Viewer used for rendering. Defaults to TetrisViewer.

None
Source code in jumanji/environments/packing/tetris/env.py
 79
 80
 81
 82
 83
 84
 85
 86
 87
 88
 89
 90
 91
 92
 93
 94
 95
 96
 97
 98
 99
100
101
102
103
104
105
106
107
108
109
110
def __init__(
    self,
    num_rows: int = 10,
    num_cols: int = 10,
    time_limit: int = 400,
    viewer: Optional[Viewer[State]] = None,
) -> None:
    """Instantiates a `Tetris` environment.

    Args:
        num_rows: number of rows of the 2D grid. Defaults to 10.
        num_cols: number of columns of the 2D grid. Defaults to 10.
        time_limit: time_limit of an episode, i.e. number of environment steps before
            the episode ends. Defaults to 400.
        viewer: `Viewer` used for rendering. Defaults to `TetrisViewer`.
    """
    if num_rows < 4:
        raise ValueError(f"The `num_rows` must be >= 4, but got num_rows={num_rows}")
    if num_cols < 4:
        raise ValueError(f"The `num_cols` must be >= 4, but got num_cols={num_cols}")
    self.num_rows = num_rows
    self.num_cols = num_cols
    self.padded_num_rows = num_rows + 3
    self.padded_num_cols = num_cols + 3
    self.TETROMINOES_LIST = jnp.array(TETROMINOES_LIST, jnp.int32)
    self.reward_list = jnp.array(REWARD_LIST, float)
    self.time_limit = time_limit
    super().__init__()
    self._viewer = viewer or TetrisViewer(
        num_rows=self.num_rows,
        num_cols=self.num_cols,
    )

action_spec: specs.MultiDiscreteArray cached property #

Returns the action spec. An action consists of two pieces of information: the amount of rotation (number of 90-degree rotations) and the x-position of the leftmost part of the tetromino.

Returns:

Type Description
MultiDiscreteArray

The action spec, which is a specs.MultiDiscreteArray object.

observation_spec: specs.Spec[Observation] cached property #

Specifications of the observation of the Tetris environment.

Returns:

Type Description
Spec[Observation]

Spec containing all the specifications for all the Observation fields: - grid: BoundedArray (jnp.int32) of shape (num_rows, num_cols). - tetromino: BoundedArray (bool) of shape (4, 4). - action_mask: BoundedArray (bool) of shape (NUM_ROTATIONS, num_cols). - step_count: DiscreteArray (num_values = time_limit) of shape ().

animate(states, interval=100, save_path=None) #

Create an animation from a sequence of states. Args: states: sequence of State corresponding to subsequent timesteps. interval: delay between frames in milliseconds, default to 100. save_path: the path where the animation file should be saved. If it is None, the plot will not be saved. Returns: animation that can export to gif, mp4, or render with HTML.

Source code in jumanji/environments/packing/tetris/env.py
292
293
294
295
296
297
298
299
300
301
302
303
304
305
306
307
308
def animate(
    self,
    states: Sequence[State],
    interval: int = 100,
    save_path: Optional[str] = None,
) -> matplotlib.animation.FuncAnimation:
    """Create an animation from a sequence of states.
    Args:
        states: sequence of `State` corresponding to subsequent timesteps.
        interval: delay between frames in milliseconds, default to 100.
        save_path: the path where the animation file should be saved. If it is None, the plot
            will not be saved.
    Returns:
        animation that can export to gif, mp4, or render with HTML.
    """

    return self._viewer.animate(states, interval, save_path)

render(state) #

Render the given state of the environment. Args: state: State object containing the current environment state.
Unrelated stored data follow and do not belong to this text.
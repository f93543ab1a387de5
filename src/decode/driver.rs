//! Per-example control flow: baseline, length sweep, selection, output.

use std::collections::BTreeSet;
use std::io::Write;
use std::sync::Arc;

use candle_core::Device;
use rand::SeedableRng;
use rand::rngs::StdRng;
use serde::Serialize;

use super::cancel::CancelFlag;
use super::dual::{DualOptimization, LoopSettings, ObjectiveSlot};
use super::observer::{StepObserver, TracingObserver};
use super::record::Candidate;
use super::selection::{candidate_for_length, length_window, should_replace};
use crate::config::{DecodePlan, InitPolicy};
use crate::data::{Dataset, Example};
use crate::error::{ConfigError, Result};
use crate::schedule::EpsilonSchedule;
use crate::scoring::{
    BaselineGenerator, LossContext, TextTokenizer, check_vocabularies, clean_output,
};
use crate::target::{RelaxedTarget, TargetInit};

/// Final decision for one example.
#[derive(Debug, Clone, PartialEq)]
pub struct ExampleOutcome {
    pub index: usize,
    pub candidate: Candidate,
    pub baseline: Candidate,
    /// The baseline already satisfied every constraint, so nothing was optimized.
    pub skipped_optimization: bool,
    pub lengths_tried: Vec<usize>,
    pub steps_run: usize,
    /// Step of the best record per tried length.
    pub best_steps: Vec<usize>,
    pub satisfying_texts: BTreeSet<String>,
}

impl ExampleOutcome {
    /// The output line: trimmed, embedded newlines replaced by spaces.
    #[must_use]
    pub fn output_line(&self) -> String {
        self.candidate.text.trim().replace('\n', " ")
    }
}

#[derive(Debug, Clone, Default, PartialEq, Serialize)]
pub struct RunSummary {
    pub examples: usize,
    pub skipped_by_baseline: usize,
    pub debug_skipped: usize,
    /// Mean step at which each length's best record was found.
    pub mean_best_step: Option<f64>,
}

pub struct Decoder {
    plan: DecodePlan,
    settings: LoopSettings,
    slots: Vec<ObjectiveSlot>,
    generator: Arc<dyn BaselineGenerator>,
    tokenizer: Arc<dyn TextTokenizer>,
    observer: Box<dyn StepObserver>,
    cancel: CancelFlag,
    vocab: usize,
    /// Most output tokens every scoring model can take after one context token.
    capacity: Option<usize>,
    device: Device,
    rng: StdRng,
}

impl Decoder {
    /// Bind a validated plan to its objectives and collaborators.
    ///
    /// # Errors
    /// Returns an error if the objectives do not match the plan, or if the
    /// scoring models disagree on vocabulary without the override.
    pub fn new(
        plan: DecodePlan,
        slots: Vec<ObjectiveSlot>,
        generator: Arc<dyn BaselineGenerator>,
        tokenizer: Arc<dyn TextTokenizer>,
    ) -> Result<Self> {
        if slots.len() != plan.objectives.len() {
            return Err(ConfigError::CountMismatch {
                option: "objectives",
                expected: plan.objectives.len(),
                found: slots.len(),
            }
            .into());
        }
        let sizes: Vec<(&str, usize)> = slots
            .iter()
            .map(|slot| {
                let model = slot.objective.model();
                (model.name(), model.vocab_size())
            })
            .collect();
        let vocab = check_vocabularies(&sizes, plan.allow_diff_vocab)?;
        let capacity = slots
            .iter()
            .filter_map(|slot| slot.objective.model().max_sequence_length())
            .map(|max| max.saturating_sub(1))
            .min();
        let device = slots[0].objective.model().embedding_table().device().clone();

        let rng = plan
            .seed
            .map_or_else(StdRng::from_entropy, StdRng::seed_from_u64);
        let abbrs = slots.iter().map(|slot| slot.abbr.clone()).collect();
        let observer = Box::new(TracingObserver::new(abbrs, plan.log_interval));

        Ok(Self {
            settings: LoopSettings::from(&plan),
            plan,
            slots,
            generator,
            tokenizer,
            observer,
            cancel: CancelFlag::new(),
            vocab,
            capacity,
            device,
            rng,
        })
    }

    #[must_use]
    pub fn with_observer(mut self, observer: Box<dyn StepObserver>) -> Self {
        self.observer = observer;
        self
    }

    #[must_use]
    pub fn with_cancel_flag(mut self, cancel: CancelFlag) -> Self {
        self.cancel = cancel;
        self
    }

    #[must_use]
    pub fn plan(&self) -> &DecodePlan {
        &self.plan
    }

    /// Baseline, optional optimization sweep and final selection for one example.
    ///
    /// # Errors
    /// Returns an error if generation, scoring or a tensor operation fails.
    #[allow(clippy::too_many_lines)]
    pub fn decode_example(&mut self, example: &Example) -> Result<ExampleOutcome> {
        let eos = self.tokenizer.eos_id();
        let source = self.tokenizer.encode(&example.source);
        let additional = self.tokenizer.encode(&example.additional);

        let baseline_max_length = self
            .capacity
            .map_or(self.plan.baseline_max_length, |capacity| {
                capacity.min(self.plan.baseline_max_length)
            });
        let generated =
            self.generator
                .generate(&additional, baseline_max_length, self.plan.beam_size)?;
        let baseline_tokens = clean_output(&generated, eos).to_vec();
        let baseline_text = self.tokenizer.decode(&baseline_tokens);

        let ctx = LossContext {
            source,
            target_prefix: Vec::new(),
            additional,
        };
        let mut baseline_losses = Vec::with_capacity(self.slots.len());
        for slot in &self.slots {
            let (loss, output) =
                slot.objective
                    .compute_gold_loss(&ctx, &baseline_tokens, slot.label_id)?;
            tracing::debug!(
                example = example.index,
                objective = %slot.abbr,
                label = slot.label_id,
                loss,
                predicted_label = ?output.predicted_label,
                "baseline loss"
            );
            baseline_losses.push(loss);
        }
        let baseline_loss: f64 = self
            .plan
            .betas
            .iter()
            .zip(&baseline_losses)
            .map(|(beta, loss)| beta * loss)
            .sum();
        let baseline_allsat = baseline_losses[1..]
            .iter()
            .zip(&self.plan.schedules)
            .all(|(loss, schedule)| *loss <= schedule.floor);
        let schedules: Vec<EpsilonSchedule> = if self.plan.gold_loss_epsilons {
            self.plan
                .schedules
                .iter()
                .zip(&baseline_losses[1..])
                .map(|(schedule, loss)| schedule.with_floor(*loss))
                .collect()
        } else {
            self.plan.schedules.clone()
        };

        tracing::info!(
            example = example.index,
            baseline = %baseline_text,
            loss = baseline_loss,
            allsat = baseline_allsat,
            "baseline"
        );
        let baseline = Candidate::baseline(baseline_text, baseline_loss, baseline_allsat);
        let mut outcome = ExampleOutcome {
            index: example.index,
            candidate: baseline.clone(),
            baseline: baseline.clone(),
            skipped_optimization: false,
            lengths_tried: Vec::new(),
            steps_run: 0,
            best_steps: Vec::new(),
            satisfying_texts: BTreeSet::new(),
        };

        if baseline_allsat && !self.plan.always_optimize {
            tracing::info!(
                example = example.index,
                "baseline satisfies every constraint; skipping optimization"
            );
            outcome.skipped_optimization = true;
            return Ok(outcome);
        }

        let reference = self.reference_ids(example);
        let lengths = match (&reference, self.plan.max_length) {
            (Some(ids), _) => vec![ids.len()],
            (None, Some(max_length)) => vec![max_length],
            (None, None) => length_window(
                baseline_tokens.len(),
                self.plan.length_diff,
                self.plan.max_allowed_length,
            ),
        };
        if lengths.is_empty() {
            tracing::warn!(
                example = example.index,
                predicted = baseline_tokens.len(),
                "no candidate length within max_allowed_length; keeping the baseline"
            );
        }

        for requested in lengths {
            let (length, prefix) = if self.plan.prefix_length > 0 && reference.is_none() {
                let prefix: Vec<u32> = baseline_tokens
                    .iter()
                    .take(self.plan.prefix_length)
                    .copied()
                    .collect();
                (requested.checked_sub(self.plan.prefix_length), prefix)
            } else {
                (Some(requested), Vec::new())
            };
            let Some(mut length) = length.filter(|&l| l > 0) else {
                tracing::debug!(
                    example = example.index,
                    requested,
                    prefix_length = self.plan.prefix_length,
                    "no tokens left to optimize; skipping length"
                );
                continue;
            };
            if length > self.plan.max_allowed_length {
                tracing::info!(
                    example = example.index,
                    from = length,
                    to = self.plan.max_allowed_length,
                    "clamping output length"
                );
                length = self.plan.max_allowed_length;
            }
            if let Some(capacity) = self.capacity.filter(|&capacity| length > capacity) {
                if capacity == 0 {
                    tracing::warn!(
                        example = example.index,
                        "scoring models leave no room for output tokens; skipping length"
                    );
                    continue;
                }
                tracing::info!(
                    example = example.index,
                    from = length,
                    to = capacity,
                    "clamping output length to the scoring models' context"
                );
                length = capacity;
            }
            if outcome.lengths_tried.contains(&length) {
                tracing::debug!(example = example.index, length, "length already tried");
                continue;
            }

            let init = match (&reference, self.plan.init) {
                (Some(ids), _) => TargetInit::Reference(vec![ids[..length].to_vec()]),
                (None, InitPolicy::Random) => TargetInit::Random,
                (None, _) => TargetInit::Zeros,
            };
            let target = RelaxedTarget::new(
                1,
                length,
                self.vocab,
                &self.plan.target,
                &init,
                &self.device,
                &mut self.rng,
            )?;
            let length_ctx = LossContext {
                target_prefix: prefix,
                ..ctx.clone()
            };
            let run = DualOptimization {
                slots: &self.slots,
                schedules: &schedules,
                settings: &self.settings,
                ctx: &length_ctx,
                tokenizer: self.tokenizer.as_ref(),
                observer: self.observer.as_ref(),
                cancel: &self.cancel,
                example: example.index,
            };
            let result = run.run(&target, &mut self.rng)?;
            drop(target);

            outcome.lengths_tried.push(length);
            outcome.steps_run += result.steps_run;
            outcome.satisfying_texts.extend(result.satisfying_texts);
            if let Some(best) = &result.best {
                outcome.best_steps.push(best.step);
                tracing::info!(
                    example = example.index,
                    length,
                    step = best.step,
                    loss = best.loss,
                    allsat = best.all_satisfied(),
                    text = %best.text,
                    "best for length"
                );
            }

            let candidate =
                candidate_for_length(self.plan.criterion, result.best.as_ref(), &baseline);
            if should_replace(self.plan.criterion, Some(&outcome.candidate), &candidate) {
                outcome.candidate = candidate;
            }
        }

        if outcome.candidate.is_baseline() {
            tracing::info!(
                example = example.index,
                "no optimized candidate beat the baseline"
            );
        }
        if self.plan.show_all_outputs {
            for text in &outcome.satisfying_texts {
                tracing::info!(example = example.index, %text, "satisfying output");
            }
        }
        Ok(outcome)
    }

    /// Decode every example in order, writing one line each to `out`.
    ///
    /// # Errors
    /// Returns the first decoding or write error.
    pub fn run(&mut self, dataset: &Dataset, out: &mut dyn Write) -> Result<RunSummary> {
        let limit = self.plan.num_examples.unwrap_or(usize::MAX);
        let mut summary = RunSummary::default();
        let mut best_steps = Vec::new();

        for example in dataset.examples() {
            if summary.examples >= limit {
                break;
            }
            if self.plan.debug_skip.contains(&example.index) {
                tracing::info!(example = example.index, "skipping example");
                summary.debug_skipped += 1;
                continue;
            }
            let outcome = self.decode_example(example)?;
            writeln!(out, "{}", outcome.output_line())?;
            out.flush()?;

            summary.examples += 1;
            if outcome.skipped_optimization {
                summary.skipped_by_baseline += 1;
            }
            best_steps.extend(outcome.best_steps);
        }

        summary.mean_best_step = mean(&best_steps);
        tracing::info!(
            examples = summary.examples,
            skipped_by_baseline = summary.skipped_by_baseline,
            mean_best_step = ?summary.mean_best_step,
            "decoding finished"
        );
        Ok(summary)
    }

    /// Ids the target starts from under `source`/`target` initialization.
    fn reference_ids(&self, example: &Example) -> Option<Vec<u32>> {
        let ids = match self.plan.init {
            InitPolicy::Source => self.tokenizer.encode_plain(&example.source),
            InitPolicy::Target => {
                if self.slots[0].objective.model().uses_separate_target_tokenizer() {
                    self.tokenizer.encode_target(&example.target)
                } else {
                    self.tokenizer.encode_plain(&example.target)
                }
            }
            InitPolicy::Zeros | InitPolicy::Random => return None,
        };
        Some(ids)
    }
}

#[allow(clippy::cast_precision_loss)]
fn mean(values: &[usize]) -> Option<f64> {
    if values.is_empty() {
        None
    } else {
        Some(values.iter().sum::<usize>() as f64 / values.len() as f64)
    }
}
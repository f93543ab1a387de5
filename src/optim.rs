//! Update rules for the relaxed target (descent) and the multipliers (ascent).
//!
//! Every rule implements [`candle_nn::Optimizer`] so the loop can drive them
//! uniformly from a per-step [`GradStore`].

use std::cmp::Ordering;
use std::fmt;
use std::str::FromStr;

use candle_core::backprop::GradStore;
use candle_core::{D, DType, Result, Tensor, Var};
use candle_nn::{AdamW, Optimizer, ParamsAdamW, SGD};
use serde::{Deserialize, Serialize};

use crate::error::ConfigError;

/// Primal optimizer choice.
#[derive(Debug, Clone, Copy, PartialEq, Eq, Default, Serialize, Deserialize)]
#[serde(rename_all = "snake_case")]
pub enum OptimizerKind {
    Sgd,
    Adam,
    /// Exponentiated gradient; keeps probability rows on the simplex.
    #[default]
    #[serde(rename = "expgd")]
    ExpGd,
}

impl FromStr for OptimizerKind {
    type Err = ConfigError;

    fn from_str(s: &str) -> std::result::Result<Self, Self::Err> {
        match s.trim().to_ascii_lowercase().as_str() {
            "sgd" => Ok(Self::Sgd),
            "adam" | "adamw" => Ok(Self::Adam),
            "expgd" => Ok(Self::ExpGd),
            other => Err(ConfigError::UnknownOptimizer(other.to_string())),
        }
    }
}

impl fmt::Display for OptimizerKind {
    fn fmt(&self, f: &mut fmt::Formatter<'_>) -> fmt::Result {
        f.write_str(match self {
            Self::Sgd => "sgd",
            Self::Adam => "adam",
            Self::ExpGd => "expgd",
        })
    }
}

/// Multiplicative update `p ← p · exp(−lr · g)` followed by row normalization.
pub struct ExponentiatedGradient {
    vars: Vec<Var>,
    learning_rate: f64,
}

impl Optimizer for ExponentiatedGradient {
    type Config = f64;

    fn new(vars: Vec<Var>, learning_rate: f64) -> Result<Self> {
        let vars = vars.into_iter().filter(|v| v.dtype().is_float()).collect();
        Ok(Self {
            vars,
            learning_rate,
        })
    }

    fn step(&mut self, grads: &GradStore) -> Result<()> {
        for var in &self.vars {
            let Some(grad) = grads.get(var) else {
                continue;
            };
            // Shifting the exponent by its row max leaves the normalized result unchanged.
            let exponent = grad.affine(-self.learning_rate, 0.0)?;
            let exponent = exponent.broadcast_sub(&exponent.max_keepdim(D::Minus1)?)?;
            let scaled = (var.as_tensor() * exponent.exp()?)?;
            let norm = scaled.sum_keepdim(D::Minus1)?;
            var.set(&scaled.broadcast_div(&norm)?)?;
        }
        Ok(())
    }

    fn learning_rate(&self) -> f64 {
        self.learning_rate
    }

    fn set_learning_rate(&mut self, lr: f64) {
        self.learning_rate = lr;
    }
}

/// Plain gradient ascent, used for the multipliers.
pub struct GradientAscent {
    vars: Vec<Var>,
    learning_rate: f64,
}

impl Optimizer for GradientAscent {
    type Config = f64;

    fn new(vars: Vec<Var>, learning_rate: f64) -> Result<Self> {
        let vars = vars.into_iter().filter(|v| v.dtype().is_float()).collect();
        Ok(Self {
            vars,
            learning_rate,
        })
    }

    fn step(&mut self, grads: &GradStore) -> Result<()> {
        for var in &self.vars {
            if let Some(grad) = grads.get(var) {
                var.set(&var.add(&(grad * self.learning_rate)?)?)?;
            }
        }
        Ok(())
    }

    fn learning_rate(&self) -> f64 {
        self.learning_rate
    }

    fn set_learning_rate(&mut self, lr: f64) {
        self.learning_rate = lr;
    }
}

/// Descent optimizer over the relaxed target.
pub enum PrimalOptimizer {
    Sgd(SGD),
    Adam(AdamW),
    ExpGd(ExponentiatedGradient),
}

impl PrimalOptimizer {
    /// Build the optimizer of `kind` over `var`.
    ///
    /// # Errors
    /// Returns an error if the underlying optimizer rejects its parameters.
    pub fn new(kind: OptimizerKind, var: Var, learning_rate: f64) -> Result<Self> {
        Ok(match kind {
            OptimizerKind::Sgd => Self::Sgd(SGD::new(vec![var], learning_rate)?),
            OptimizerKind::Adam => {
                let params = ParamsAdamW {
                    lr: learning_rate,
                    weight_decay: 0.0,
                    ..ParamsAdamW::default()
                };
                Self::Adam(AdamW::new(vec![var], params)?)
            }
            OptimizerKind::ExpGd => {
                Self::ExpGd(ExponentiatedGradient::new(vec![var], learning_rate)?)
            }
        })
    }

    /// Apply one update from `grads`.
    ///
    /// # Errors
    /// Returns an error if a tensor update fails.
    pub fn step(&mut self, grads: &GradStore) -> Result<()> {
        match self {
            Self::Sgd(opt) => opt.step(grads),
            Self::Adam(opt) => opt.step(grads),
            Self::ExpGd(opt) => opt.step(grads),
        }
    }

    /// Whether updates stay on the probability simplex without projection.
    #[must_use]
    pub fn keeps_simplex(&self) -> bool {
        matches!(self, Self::ExpGd(_))
    }
}

/// Euclidean projection of every last-dimension row of `var` onto the probability simplex.
///
/// # Errors
/// Returns an error if the values cannot be read or written back.
pub fn project_to_simplex(var: &Var) -> Result<()> {
    let dims = var.dims().to_vec();
    let Some(&width) = dims.last() else {
        return Ok(());
    };
    if width == 0 {
        return Ok(());
    }
    let mut values = var
        .as_tensor()
        .to_dtype(DType::F32)?
        .flatten_all()?
        .to_vec1::<f32>()?;
    for row in values.chunks_mut(width) {
        project_row(row);
    }
    let projected = Tensor::from_vec(values, dims, var.device())?.to_dtype(var.dtype())?;
    var.set(&projected)
}

#[allow(clippy::cast_precision_loss)]
fn project_row(row: &mut [f32]) {
    let mut sorted = row.to_vec();
    sorted.sort_by(|a, b| b.partial_cmp(a).unwrap_or(Ordering::Equal));

    let mut cumulative = 0.0_f32;
    let mut theta = 0.0_f32;
    for (j, &u) in sorted.iter().enumerate() {
        cumulative += u;
        let candidate = (cumulative - 1.0) / (j + 1) as f32;
        if u - candidate > 0.0 {
            theta = candidate;
        }
    }
    for v in row.iter_mut() {
        *v = (*v - theta).max(0.0);
    }
}

/// Dynamic loss scaling for reduced-precision steps.
#[derive(Debug, Clone)]
pub struct LossScaler {
    scale: f64,
    growth_factor: f64,
    backoff_factor: f64,
    growth_interval: usize,
    clean_steps: usize,
}

impl Default for LossScaler {
    fn default() -> Self {
        Self {
            scale: 65_536.0,
            growth_factor: 2.0,
            backoff_factor: 0.5,
            growth_interval: 2_000,
            clean_steps: 0,
        }
    }
}

impl LossScaler {
    #[must_use]
    pub fn with_scale(scale: f64) -> Self {
        Self {
            scale,
            ..Self::default()
        }
    }

    #[must_use]
    pub fn scale(&self) -> f64 {
        self.scale
    }

    /// Multiply `loss` by the current scale before backpropagation.
    ///
    /// # Errors
    /// Returns an error if the tensor op fails.
    pub fn scale_loss(&self, loss: &Tensor) -> Result<Tensor> {
        loss.affine(self.scale, 0.0)
    }

    /// Divide the gradients of `vars` by the scale, in place.
    ///
    /// Returns `false` when any unscaled gradient holds a non-finite value,
    /// in which case the caller should skip the update.
    ///
    /// # Errors
    /// Returns an error if a gradient cannot be rescaled.
    pub fn unscale(&self, grads: &mut GradStore, vars: &[&Var]) -> Result<bool> {
        let inverse = 1.0 / self.scale;
        let mut finite = true;
        for var in vars {
            let Some(grad) = grads.remove(var.as_tensor()) else {
                continue;
            };
            let grad = grad.to_dtype(DType::F32)?.affine(inverse, 0.0)?;
            let magnitude = grad.abs()?.sum_all()?.to_scalar::<f32>()?;
            finite &= magnitude.is_finite();
            grads.insert(var.as_tensor(), grad);
        }
        Ok(finite)
    }

    /// Back off after an overflow, grow after enough clean steps.
    pub fn update(&mut self, found_non_finite: bool) {
        if found_non_finite {
            self.scale = (self.scale * self.backoff_factor).max(1.0);
            self.clean_steps = 0;
            tracing::debug!(scale = self.scale, "loss scale backed off");
            return;
        }
        self.clean_steps += 1;
        if self.clean_steps >= self.growth_interval {
            self.scale *= self.growth_factor;
            self.clean_steps = 0;
        }
    }
}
Source code in jumanji/environments/packing/tetris/env.py
232
233
234
235
236
237
def render(self, state: State) -> Optional[NDArray]:
    """Render the given state of the environment.
    Args:
        state: `State` object containing the current environment state.
    """
    return self._viewer.render(state)

reset(key) #

Resets the environment.

Parameters:

Name Type Description Default
key PRNGKey

needed for generating new tetrominoes.

required

Returns:

Name Type Description
state State

State corresponding to the new state of the environment,

timestep TimeStep[Observation]

TimeStep corresponding to the first timestep returned by the environment.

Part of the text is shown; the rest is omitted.